▸ **Exercise aim**
Report the count of lines in the entries below that contain "ProgressFn", and leave out everything else.
━━ Dataset ━━
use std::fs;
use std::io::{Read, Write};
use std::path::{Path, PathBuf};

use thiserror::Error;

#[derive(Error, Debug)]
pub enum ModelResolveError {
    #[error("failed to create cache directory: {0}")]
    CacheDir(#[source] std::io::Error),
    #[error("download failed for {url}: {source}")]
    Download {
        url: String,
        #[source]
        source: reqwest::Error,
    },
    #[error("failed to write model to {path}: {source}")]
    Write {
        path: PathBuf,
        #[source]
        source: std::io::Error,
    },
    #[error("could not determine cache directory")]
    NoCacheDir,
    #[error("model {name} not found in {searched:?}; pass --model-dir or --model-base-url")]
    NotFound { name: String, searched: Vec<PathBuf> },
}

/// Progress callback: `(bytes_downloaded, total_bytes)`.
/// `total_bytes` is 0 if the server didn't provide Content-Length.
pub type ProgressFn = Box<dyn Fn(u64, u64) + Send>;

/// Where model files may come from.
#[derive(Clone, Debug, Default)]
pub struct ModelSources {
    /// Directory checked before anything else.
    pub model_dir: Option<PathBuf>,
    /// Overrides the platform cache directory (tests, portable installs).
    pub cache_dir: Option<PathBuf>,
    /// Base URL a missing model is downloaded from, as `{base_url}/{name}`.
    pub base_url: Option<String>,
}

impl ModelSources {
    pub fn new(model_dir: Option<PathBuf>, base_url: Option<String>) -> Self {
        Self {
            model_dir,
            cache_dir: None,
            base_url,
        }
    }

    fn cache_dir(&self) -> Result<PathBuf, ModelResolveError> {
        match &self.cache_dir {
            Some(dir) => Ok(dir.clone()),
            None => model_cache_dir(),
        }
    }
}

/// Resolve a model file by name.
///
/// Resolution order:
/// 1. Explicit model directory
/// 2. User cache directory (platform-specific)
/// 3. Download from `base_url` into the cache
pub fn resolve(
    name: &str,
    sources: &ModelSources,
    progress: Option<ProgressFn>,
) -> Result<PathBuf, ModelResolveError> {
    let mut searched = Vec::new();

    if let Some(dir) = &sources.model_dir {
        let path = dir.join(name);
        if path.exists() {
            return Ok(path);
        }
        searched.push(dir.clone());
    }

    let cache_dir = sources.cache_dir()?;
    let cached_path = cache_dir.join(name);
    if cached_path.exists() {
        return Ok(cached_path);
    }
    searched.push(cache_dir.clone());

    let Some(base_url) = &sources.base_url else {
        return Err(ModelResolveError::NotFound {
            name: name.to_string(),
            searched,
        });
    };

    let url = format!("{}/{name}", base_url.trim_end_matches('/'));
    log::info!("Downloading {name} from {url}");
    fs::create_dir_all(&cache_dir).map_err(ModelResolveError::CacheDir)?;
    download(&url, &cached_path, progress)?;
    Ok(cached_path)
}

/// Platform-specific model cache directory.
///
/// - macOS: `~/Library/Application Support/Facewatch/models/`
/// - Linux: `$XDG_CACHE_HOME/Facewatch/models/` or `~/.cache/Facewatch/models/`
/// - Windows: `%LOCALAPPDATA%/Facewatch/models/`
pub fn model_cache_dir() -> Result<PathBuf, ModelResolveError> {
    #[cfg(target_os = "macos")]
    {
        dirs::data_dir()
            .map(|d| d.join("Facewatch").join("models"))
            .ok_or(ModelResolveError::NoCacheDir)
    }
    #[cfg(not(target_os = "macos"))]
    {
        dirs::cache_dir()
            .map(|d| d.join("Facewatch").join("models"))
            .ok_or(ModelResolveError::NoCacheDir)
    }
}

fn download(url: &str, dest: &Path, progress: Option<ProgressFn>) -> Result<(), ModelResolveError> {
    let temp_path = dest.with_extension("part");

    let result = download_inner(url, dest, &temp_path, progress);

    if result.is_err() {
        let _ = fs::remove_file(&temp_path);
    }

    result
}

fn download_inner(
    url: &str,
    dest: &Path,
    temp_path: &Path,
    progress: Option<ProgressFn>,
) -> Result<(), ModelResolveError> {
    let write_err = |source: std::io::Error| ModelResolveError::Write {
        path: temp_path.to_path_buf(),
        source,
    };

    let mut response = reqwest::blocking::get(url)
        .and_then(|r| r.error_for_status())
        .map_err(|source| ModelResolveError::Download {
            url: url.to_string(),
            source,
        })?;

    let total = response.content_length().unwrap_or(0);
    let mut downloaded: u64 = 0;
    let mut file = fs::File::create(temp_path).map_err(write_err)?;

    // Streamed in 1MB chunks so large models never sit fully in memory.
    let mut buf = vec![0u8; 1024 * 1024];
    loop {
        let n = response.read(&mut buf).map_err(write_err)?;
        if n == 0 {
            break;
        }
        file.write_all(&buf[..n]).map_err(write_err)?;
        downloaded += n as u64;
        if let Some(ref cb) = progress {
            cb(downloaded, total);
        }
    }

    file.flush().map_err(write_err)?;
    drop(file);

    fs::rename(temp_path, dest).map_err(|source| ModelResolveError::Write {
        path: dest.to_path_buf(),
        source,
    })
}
━━━
━━ Dataset ━━
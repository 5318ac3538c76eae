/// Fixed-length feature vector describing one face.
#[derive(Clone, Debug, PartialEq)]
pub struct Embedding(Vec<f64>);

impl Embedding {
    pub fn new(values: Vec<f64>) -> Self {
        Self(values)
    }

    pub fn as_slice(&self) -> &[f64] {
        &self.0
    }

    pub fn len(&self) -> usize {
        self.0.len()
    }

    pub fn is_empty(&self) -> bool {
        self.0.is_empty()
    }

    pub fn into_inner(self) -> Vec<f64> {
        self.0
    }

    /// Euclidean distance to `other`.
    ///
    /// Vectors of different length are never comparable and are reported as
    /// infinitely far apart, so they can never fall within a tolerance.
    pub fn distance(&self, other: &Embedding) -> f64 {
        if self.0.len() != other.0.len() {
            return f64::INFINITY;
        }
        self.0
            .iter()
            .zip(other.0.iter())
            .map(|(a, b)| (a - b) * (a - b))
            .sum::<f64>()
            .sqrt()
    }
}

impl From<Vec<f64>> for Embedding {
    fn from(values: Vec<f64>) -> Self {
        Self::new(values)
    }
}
━━━
▸ **Task output**
4